SINGAPORE - Some private pre-school operators are watching the changes in the sector with concern, after the Ministry of Education (MOE) announced on Monday (Nov 28) that children in its kindergartens would get priority admission in the Primary 1 registration exercise.
Smaller players are worried about being squeezed out of the pre-school market as MOE expands its reach and adds a further advantage to attending ministry-run kindergartens, though MOE said the move to give admission priority to children in its 12 pre-schools is to provide them a smoother transition to Primary 1.
Under the new rules, children in those kindergartens will be allowed to apply for a place in the primary school whose premises it shares under Phase 2A2 of the Primary 1 registration scheme. This phase now applies to children whose parents or siblings had studied in the school, but are not in the alumni association.
Appleland Playhouse principal Kelly Chua said: "This will put private schools which are not affiliated with any primary school at a disadvantage."
Located in Telok Blangah, Appleland, a childcare centre with 170 children, might feel the heat from the MOE kindergarten at Blangah Rise, whose children will get priority admission to Blangah Rise Primary. Parents whose children are eligible for admission in later phases than 2A2 might feel pressured to switch them to MOE kindergartens, said Ms Chua.
Mrs Lily Lee, principal of of Dayspring Kindergarten in Punggol, said: "Of course, we are unhappy, as more children will be leaving for MOE kindergartens in order to get priority admission to neighbourhood primary schools.
"Pre-nursery and nursery (levels) may not be affected but we will be expecting K1s and K2s to move to MOE kindergartens." MOE has several pre-school centres in Punggol and Sengkang.
MOE entered the pre-school sector in 2014, with the goal of raising the quality of early childhood education here. The kindergartens will charge $160 a month from next year, up from $150 now, and take in 60 to 120 children each. This can go up to 160 if the demand is there.
By 2023, MOE hopes to have 50 kindergartens located in primary schools and providing 14,000 places - enough to cater to a fifth of all Singaporeans and permanent residents aged five and six.
There are about 450 kindergartens in Singapore now, with a median monthly fee of about $170.
Dr T. Chandroo, chief executive of pre-school chain Modern Montessori International which has two centres in Sengkang, said the new policy "will definitely affect all private operators in the long run as more MOE kindergartens are being set up island wide".
"Thus, instead of being able to play a pivotal role in the child's life in their formative years from birth till six years of age, there is a likelihood that parents may leave our centre after the nursery programme for the MOE kindergarten. Eventually, there is a high chance as more MOE kindergarten are being rolled out islandwide, private operators may become just an early years centre for 0 - 4 years old.
"If that is the case, we hope that the government will take time into addressing and realigning the interests of the private operators who played a pivotal role in the nation building process," he said, adding that "there should be a fair playing field where kindergarten enrolment is not linked to primary school admission".

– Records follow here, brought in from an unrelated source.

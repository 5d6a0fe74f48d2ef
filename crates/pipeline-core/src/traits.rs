//! Trait seams between the sync engine and the external platforms.

use async_trait::async_trait;
use chrono::{DateTime, Utc};

use crate::call::{CallEvent, ExtensionEntry, RecordingContent};
use crate::crm::{CrmLead, CrmUser, NewLead};
use crate::error::SyncError;

/// The telephony platform boundary.
///
/// Implementations drain pagination fully and honor server-directed rate
/// limits internally; callers see complete result sets or a [`SyncError`].
#[async_trait]
pub trait Telephony: Send + Sync {
    /// The full extension roster, all pages.
    async fn list_extensions(&self) -> Result<Vec<ExtensionEntry>, SyncError>;

    /// Inbound voice call events for one extension in a time range, all pages.
    async fn list_call_log(
        &self,
        extension_id: &str,
        from: DateTime<Utc>,
        to: DateTime<Utc>,
    ) -> Result<Vec<CallEvent>, SyncError>;

    /// Recorded audio for a call, with its content type.
    async fn fetch_recording(&self, recording_id: &str) -> Result<RecordingContent, SyncError>;
}

/// The CRM platform boundary.
#[async_trait]
pub trait Crm: Send + Sync {
    /// All CRM users, all pages.
    async fn list_users(&self) -> Result<Vec<CrmUser>, SyncError>;

    /// First lead whose phone number equals `phone`, if any.
    async fn search_lead_by_phone(&self, phone: &str) -> Result<Option<CrmLead>, SyncError>;

    /// Create a lead; returns the new lead's external id.
    async fn create_lead(&self, lead: &NewLead) -> Result<String, SyncError>;

    /// Update the status field of an existing lead.
    async fn update_lead_status(&self, lead_id: &str, status: &str) -> Result<(), SyncError>;

    /// Append a note to a lead.
    async fn add_note(&self, lead_id: &str, title: &str, content: &str) -> Result<(), SyncError>;

    /// Upload a file attachment to a lead.
    async fn attach_file(
        &self,
        lead_id: &str,
        filename: &str,
        content_type: &str,
        bytes: Vec<u8>,
    ) -> Result<(), SyncError>;
}
//! Scriptable platform mocks for pass-level tests.

use std::collections::HashMap;
use std::sync::atomic::{AtomicUsize, Ordering};
use std::sync::Mutex;

use chrono::{DateTime, Utc};
use pipeline_core::{
    async_trait, CallEvent, Crm, CrmLead, CrmUser, ExtensionEntry, NewLead, RecordingContent,
    SyncError, Telephony,
};

/// Telephony mock backed by scripted rosters, call logs and recordings.
///
/// Extensions without a scripted call log fail their fetch, which is how
/// tests exercise the per-extension failure isolation of the ingest pass.
#[derive(Default)]
pub struct MockTelephony {
    extensions: Vec<ExtensionEntry>,
    calls: HashMap<String, Vec<CallEvent>>,
    recordings: HashMap<String, RecordingContent>,
}

impl MockTelephony {
    pub fn new() -> Self {
        Self::default()
    }

    pub fn with_extensions(mut self, extensions: Vec<ExtensionEntry>) -> Self {
        self.extensions = extensions;
        self
    }

    pub fn with_calls(mut self, extension_id: &str, events: Vec<CallEvent>) -> Self {
        self.calls.insert(extension_id.to_string(), events);
        self
    }

    pub fn with_recording(mut self, recording_id: &str, content: RecordingContent) -> Self {
        self.recordings.insert(recording_id.to_string(), content);
        self
    }
}

#[async_trait]
impl Telephony for MockTelephony {
    async fn list_extensions(&self) -> Result<Vec<ExtensionEntry>, SyncError> {
        Ok(self.extensions.clone())
    }

    async fn list_call_log(
        &self,
        extension_id: &str,
        _from: DateTime<Utc>,
        _to: DateTime<Utc>,
    ) -> Result<Vec<CallEvent>, SyncError> {
        self.calls
            .get(extension_id)
            .cloned()
            .ok_or_else(|| SyncError::Transient(format!("no call log for {extension_id}")))
    }

    async fn fetch_recording(&self, recording_id: &str) -> Result<RecordingContent, SyncError> {
        self.recordings
            .get(recording_id)
            .cloned()
            .ok_or_else(|| SyncError::Transient(format!("no recording {recording_id}")))
    }
}

/// CRM mock recording every mutation it is asked to perform.
#[derive(Default)]
pub struct MockCrm {
    users: Vec<CrmUser>,
    leads_by_phone: HashMap<String, CrmLead>,
    fail_create: bool,
    next_lead_id: AtomicUsize,
    pub created: Mutex<Vec<NewLead>>,
    pub status_updates: Mutex<Vec<(String, String)>>,
    pub notes: Mutex<Vec<(String, String, String)>>,
    pub attachments: Mutex<Vec<(String, String, String, usize)>>,
}

impl MockCrm {
    pub fn new() -> Self {
        Self::default()
    }

    pub fn with_users(mut self, users: Vec<CrmUser>) -> Self {
        self.users = users;
        self
    }

    pub fn with_lead(mut self, phone: &str, lead: CrmLead) -> Self {
        self.leads_by_phone.insert(phone.to_string(), lead);
        self
    }

    pub fn failing_creates(mut self) -> Self {
        self.fail_create = true;
        self
    }

    pub fn user(id: &str, full_name: &str, status: &str) -> CrmUser {
        serde_json::from_value(serde_json::json!({
            "id": id,
            "full_name": full_name,
            "email": format!("{id}@example.com"),
            "role": {"name": "Sales Rep"},
            "status": status,
        }))
        .unwrap()
    }

    pub fn lead(id: &str, first_name: &str, last_name: &str, owner_id: Option<&str>) -> CrmLead {
        let mut value = serde_json::json!({
            "id": id,
            "First_Name": first_name,
            "Last_Name": last_name,
            "Lead_Source": "Unknown",
            "Lead_Status": "Missed Call",
        });
        if let Some(owner_id) = owner_id {
            value["Owner"] = serde_json::json!({"id": owner_id});
        }
        serde_json::from_value(value).unwrap()
    }
}

#[async_trait]
impl Crm for MockCrm {
    async fn list_users(&self) -> Result<Vec<CrmUser>, SyncError> {
        Ok(self.users.clone())
    }

    async fn search_lead_by_phone(&self, phone: &str) -> Result<Option<CrmLead>, SyncError> {
        Ok(self.leads_by_phone.get(phone).cloned())
    }

    async fn create_lead(&self, lead: &NewLead) -> Result<String, SyncError> {
        if self.fail_create {
            return Err(SyncError::Transient("lead create rejected".to_string()));
        }
        let id = format!("L{}", self.next_lead_id.fetch_add(1, Ordering::SeqCst) + 1);
        self.created.lock().unwrap().push(lead.clone());
        Ok(id)
    }

    async fn update_lead_status(&self, lead_id: &str, status: &str) -> Result<(), SyncError> {
        self.status_updates
            .lock()
            .unwrap()
            .push((lead_id.to_string(), status.to_string()));
        Ok(())
    }

    async fn add_note(&self, lead_id: &str, title: &str, content: &str) -> Result<(), SyncError> {
        self.notes.lock().unwrap().push((
            lead_id.to_string(),
            title.to_string(),
            content.to_string(),
        ));
        Ok(())
    }

    async fn attach_file(
        &self,
        lead_id: &str,
        filename: &str,
        content_type: &str,
        bytes: Vec<u8>,
    ) -> Result<(), SyncError> {
        self.attachments.lock().unwrap().push((
            lead_id.to_string(),
            filename.to_string(),
            content_type.to_string(),
            bytes.len(),
        ));
        Ok(())
    }
}
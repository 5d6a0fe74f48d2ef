//! Zoho CRM client.
//!
//! Implements the [`pipeline_core::Crm`] seam: refresh-grant token renewal
//! with bounded retries, one automatic refresh-and-retry on unauthorized
//! responses, lead search and mutation, notes with content-limit truncation,
//! and multipart file attachment.

mod api_types;
mod client;
mod config;

pub use client::ZohoClient;
pub use config::ZohoConfig;
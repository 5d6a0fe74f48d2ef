//! CRM-side wire types.

use serde::{Deserialize, Serialize};

/// Reference to a record owner by external id.
#[derive(Debug, Clone, Serialize, Deserialize)]
pub struct OwnerRef {
    pub id: String,
}

/// A CRM user eligible to own leads.
#[derive(Debug, Clone, Deserialize)]
pub struct CrmUser {
    pub id: String,
    #[serde(default)]
    pub full_name: String,
    #[serde(default)]
    pub email: String,
    #[serde(default)]
    pub role: Option<RoleRef>,
    #[serde(default)]
    pub status: String,
}

#[derive(Debug, Clone, Deserialize)]
pub struct RoleRef {
    #[serde(default)]
    pub name: String,
}

impl CrmUser {
    pub fn is_active(&self) -> bool {
        self.status == "active"
    }

    pub fn role_name(&self) -> Option<&str> {
        self.role.as_ref().map(|r| r.name.as_str())
    }
}

/// An existing CRM lead as returned by phone-number search.
#[derive(Debug, Clone, Deserialize)]
pub struct CrmLead {
    pub id: String,
    #[serde(rename = "First_Name", default)]
    pub first_name: Option<String>,
    #[serde(rename = "Last_Name", default)]
    pub last_name: Option<String>,
    #[serde(rename = "Email", default)]
    pub email: Option<String>,
    #[serde(rename = "Lead_Source", default)]
    pub lead_source: Option<String>,
    #[serde(rename = "Lead_Status", default)]
    pub lead_status: Option<String>,
    #[serde(rename = "Owner", default)]
    pub owner: Option<OwnerRef>,
}

/// Payload for creating a new CRM lead.
#[derive(Debug, Clone, Serialize)]
pub struct NewLead {
    #[serde(rename = "First_Name")]
    pub first_name: String,
    #[serde(rename = "Last_Name")]
    pub last_name: String,
    #[serde(rename = "Phone")]
    pub phone: String,
    #[serde(rename = "Lead_Source")]
    pub lead_source: String,
    #[serde(rename = "Lead_Status")]
    pub lead_status: String,
    #[serde(rename = "Description")]
    pub description: String,
    #[serde(rename = "Owner")]
    pub owner: OwnerRef,
}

Dr Timothy Chan, director of SIM Global Education's academic division, noted that early childhood education was a key part of the National Day Rally speech, in which Prime Minister Lee Hsien Loong announced plans to invest in pre-schools and ramp up places for young children.
"The MOE kindergartens are a component in the overall plan to raise the standards in the sector," he said. "It is an accepted notion that education even at the early age is important to set the right learning environment for the child to grow.
"The role of the state stepping in is to level the playing field from the beginning and provide an education experience that can be enjoyed by many people without them having to pay hefty fees that some private pre-schools charge."
He said private pre-school operators would have to find "new value propositions" to keep parents going to them. "They need to ask themselves what their unique features are, maybe in pedagogy, internationally proven learning methods, location, a religion that parents prefer, after-school care programmes," he said.
Ms Iris Lim, principal of Chiltern House, said: "We will continue to innovate and see how else we can improve in our programmes and unique features... so that parents can see the difference."
For instance, its five centres in areas such as Thomson and Mountbatten are known for their emphasis on speech and drama, as well as small class ratios of 14 children to two teachers. "We can provide more for the individual needs of children. Parents tell us that's what they come to us for," said Ms Lim.
Dr Chandroo said that private pre-schools continue to attract parents, as they choose pre-schools based on "their brand name, curriculum, teaching pedagogy and track record". Its centres differentiate themselves from other schools by virtue of its core Montessori curriculum, that emphasises a learning approach tailored to individual children's needs.
He added: "We are always open to re-inventing ourselves to be relevant in this changing business landscape."
But despite their misgivings, operators said the impact of greater government presence in the pre-school sector is still far from clear.
"Private schools cater to different kinds of parents with different children. We're not sure whether parents will rush to MOE kindergartens because of the advantage. If the children are happy in their current centres, or if they have an older sibling in the same centre, I'm not sure if parents will just pull them out," said Ms Lim of Chiltern House.